Which lines of the data below hold "named"? Copy each of them.

* _MATERIAL TO PROCESS_:
--------
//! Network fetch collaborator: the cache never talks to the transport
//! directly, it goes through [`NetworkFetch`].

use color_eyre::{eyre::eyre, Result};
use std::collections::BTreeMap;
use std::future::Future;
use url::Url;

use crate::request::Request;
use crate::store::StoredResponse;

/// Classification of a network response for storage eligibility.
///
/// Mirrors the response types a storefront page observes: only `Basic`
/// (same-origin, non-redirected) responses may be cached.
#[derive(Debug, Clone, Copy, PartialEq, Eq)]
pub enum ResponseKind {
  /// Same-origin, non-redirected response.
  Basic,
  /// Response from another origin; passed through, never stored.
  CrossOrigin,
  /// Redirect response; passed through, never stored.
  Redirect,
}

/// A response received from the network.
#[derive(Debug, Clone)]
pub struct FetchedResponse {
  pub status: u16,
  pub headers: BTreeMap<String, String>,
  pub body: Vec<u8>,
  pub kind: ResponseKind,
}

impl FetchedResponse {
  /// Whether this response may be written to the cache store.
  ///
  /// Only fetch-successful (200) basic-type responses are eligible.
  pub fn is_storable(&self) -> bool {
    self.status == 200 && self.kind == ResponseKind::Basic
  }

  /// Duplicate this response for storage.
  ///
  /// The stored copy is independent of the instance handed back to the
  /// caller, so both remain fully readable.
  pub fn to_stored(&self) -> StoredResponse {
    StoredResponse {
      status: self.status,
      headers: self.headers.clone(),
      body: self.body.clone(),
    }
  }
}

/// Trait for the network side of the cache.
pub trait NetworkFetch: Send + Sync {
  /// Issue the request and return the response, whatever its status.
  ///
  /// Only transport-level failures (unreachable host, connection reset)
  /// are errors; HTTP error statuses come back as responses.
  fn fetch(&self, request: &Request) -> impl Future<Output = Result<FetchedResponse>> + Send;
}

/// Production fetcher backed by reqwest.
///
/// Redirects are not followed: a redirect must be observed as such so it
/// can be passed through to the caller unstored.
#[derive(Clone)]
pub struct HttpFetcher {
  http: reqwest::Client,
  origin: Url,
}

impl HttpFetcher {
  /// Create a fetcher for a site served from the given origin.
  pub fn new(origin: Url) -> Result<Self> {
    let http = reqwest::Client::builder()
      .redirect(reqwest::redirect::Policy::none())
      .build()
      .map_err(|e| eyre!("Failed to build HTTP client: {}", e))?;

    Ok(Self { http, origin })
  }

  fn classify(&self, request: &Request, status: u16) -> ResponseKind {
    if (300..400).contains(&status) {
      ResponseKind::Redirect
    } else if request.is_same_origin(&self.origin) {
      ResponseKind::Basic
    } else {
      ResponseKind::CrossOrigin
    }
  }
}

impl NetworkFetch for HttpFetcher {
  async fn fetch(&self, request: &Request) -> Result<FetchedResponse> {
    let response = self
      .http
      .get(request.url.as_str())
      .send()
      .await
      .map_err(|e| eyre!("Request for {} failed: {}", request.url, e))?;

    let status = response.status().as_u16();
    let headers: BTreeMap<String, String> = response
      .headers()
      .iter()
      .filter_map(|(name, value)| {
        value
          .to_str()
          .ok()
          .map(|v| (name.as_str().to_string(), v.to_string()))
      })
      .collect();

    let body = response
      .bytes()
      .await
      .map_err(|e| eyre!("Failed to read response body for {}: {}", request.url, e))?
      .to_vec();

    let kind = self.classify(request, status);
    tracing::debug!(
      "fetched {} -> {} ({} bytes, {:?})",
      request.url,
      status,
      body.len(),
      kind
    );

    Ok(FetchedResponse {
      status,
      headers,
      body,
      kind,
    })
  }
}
--------
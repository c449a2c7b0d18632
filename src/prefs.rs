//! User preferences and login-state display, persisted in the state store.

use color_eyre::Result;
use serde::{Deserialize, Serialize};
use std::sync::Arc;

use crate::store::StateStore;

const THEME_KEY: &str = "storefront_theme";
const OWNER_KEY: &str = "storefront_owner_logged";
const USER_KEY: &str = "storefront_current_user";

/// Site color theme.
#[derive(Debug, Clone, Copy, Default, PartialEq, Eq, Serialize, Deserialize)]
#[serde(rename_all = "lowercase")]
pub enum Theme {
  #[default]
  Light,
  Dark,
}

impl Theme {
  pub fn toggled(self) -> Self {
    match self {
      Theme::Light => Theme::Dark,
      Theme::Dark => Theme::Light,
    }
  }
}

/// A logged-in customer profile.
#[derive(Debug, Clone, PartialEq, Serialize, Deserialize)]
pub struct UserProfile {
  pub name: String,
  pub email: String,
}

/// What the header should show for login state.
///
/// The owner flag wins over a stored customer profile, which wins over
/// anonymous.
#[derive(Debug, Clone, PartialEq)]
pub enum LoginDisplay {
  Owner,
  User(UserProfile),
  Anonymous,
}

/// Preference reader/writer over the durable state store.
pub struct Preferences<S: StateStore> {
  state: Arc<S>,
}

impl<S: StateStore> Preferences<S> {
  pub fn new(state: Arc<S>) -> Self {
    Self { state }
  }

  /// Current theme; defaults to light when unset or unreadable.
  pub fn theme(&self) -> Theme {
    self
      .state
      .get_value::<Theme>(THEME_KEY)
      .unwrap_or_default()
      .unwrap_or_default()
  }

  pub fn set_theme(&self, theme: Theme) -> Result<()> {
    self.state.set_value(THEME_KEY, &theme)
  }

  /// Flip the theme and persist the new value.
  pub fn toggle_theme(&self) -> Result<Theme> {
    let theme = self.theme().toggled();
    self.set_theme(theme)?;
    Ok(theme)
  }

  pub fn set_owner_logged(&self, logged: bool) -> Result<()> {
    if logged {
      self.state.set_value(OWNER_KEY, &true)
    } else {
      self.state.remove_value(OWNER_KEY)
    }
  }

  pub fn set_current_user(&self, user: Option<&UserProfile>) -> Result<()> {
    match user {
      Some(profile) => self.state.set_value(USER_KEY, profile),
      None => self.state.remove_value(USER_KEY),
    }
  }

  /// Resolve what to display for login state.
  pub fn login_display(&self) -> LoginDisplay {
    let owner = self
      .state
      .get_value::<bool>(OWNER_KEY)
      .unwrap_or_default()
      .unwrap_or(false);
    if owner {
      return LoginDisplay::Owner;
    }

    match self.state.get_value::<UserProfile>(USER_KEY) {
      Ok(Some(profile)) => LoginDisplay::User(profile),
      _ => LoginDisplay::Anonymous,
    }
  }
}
--------
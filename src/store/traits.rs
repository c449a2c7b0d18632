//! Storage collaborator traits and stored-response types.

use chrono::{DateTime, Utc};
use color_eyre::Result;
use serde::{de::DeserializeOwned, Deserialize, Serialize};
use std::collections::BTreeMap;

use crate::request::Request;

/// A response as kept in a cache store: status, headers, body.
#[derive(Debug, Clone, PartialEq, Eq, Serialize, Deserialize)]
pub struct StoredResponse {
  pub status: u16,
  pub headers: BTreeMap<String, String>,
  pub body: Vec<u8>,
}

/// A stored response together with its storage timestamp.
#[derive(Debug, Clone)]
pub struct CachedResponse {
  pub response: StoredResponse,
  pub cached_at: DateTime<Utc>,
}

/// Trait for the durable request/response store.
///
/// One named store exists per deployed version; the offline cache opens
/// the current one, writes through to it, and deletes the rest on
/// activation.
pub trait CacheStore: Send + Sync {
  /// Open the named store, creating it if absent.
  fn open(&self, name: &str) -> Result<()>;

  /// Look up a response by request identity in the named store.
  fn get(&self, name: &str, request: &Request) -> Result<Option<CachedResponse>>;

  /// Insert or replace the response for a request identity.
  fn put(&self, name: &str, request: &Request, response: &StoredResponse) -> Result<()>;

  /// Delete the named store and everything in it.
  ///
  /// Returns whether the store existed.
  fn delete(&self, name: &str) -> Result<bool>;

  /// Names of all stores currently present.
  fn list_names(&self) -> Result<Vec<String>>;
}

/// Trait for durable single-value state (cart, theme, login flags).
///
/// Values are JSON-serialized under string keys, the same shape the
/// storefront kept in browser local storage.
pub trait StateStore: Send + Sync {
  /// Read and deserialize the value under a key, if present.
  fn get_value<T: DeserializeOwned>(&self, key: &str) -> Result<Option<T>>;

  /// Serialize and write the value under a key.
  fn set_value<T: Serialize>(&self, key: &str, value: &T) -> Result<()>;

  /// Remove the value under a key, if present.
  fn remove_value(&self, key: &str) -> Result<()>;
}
--------
* _ANSWER BOX_:
/// One named store exists per deployed version; the offline cache opens
  /// Open the named store, creating it if absent.
  /// Look up a response by request identity in the named store.
  /// Delete the named store and everything in it.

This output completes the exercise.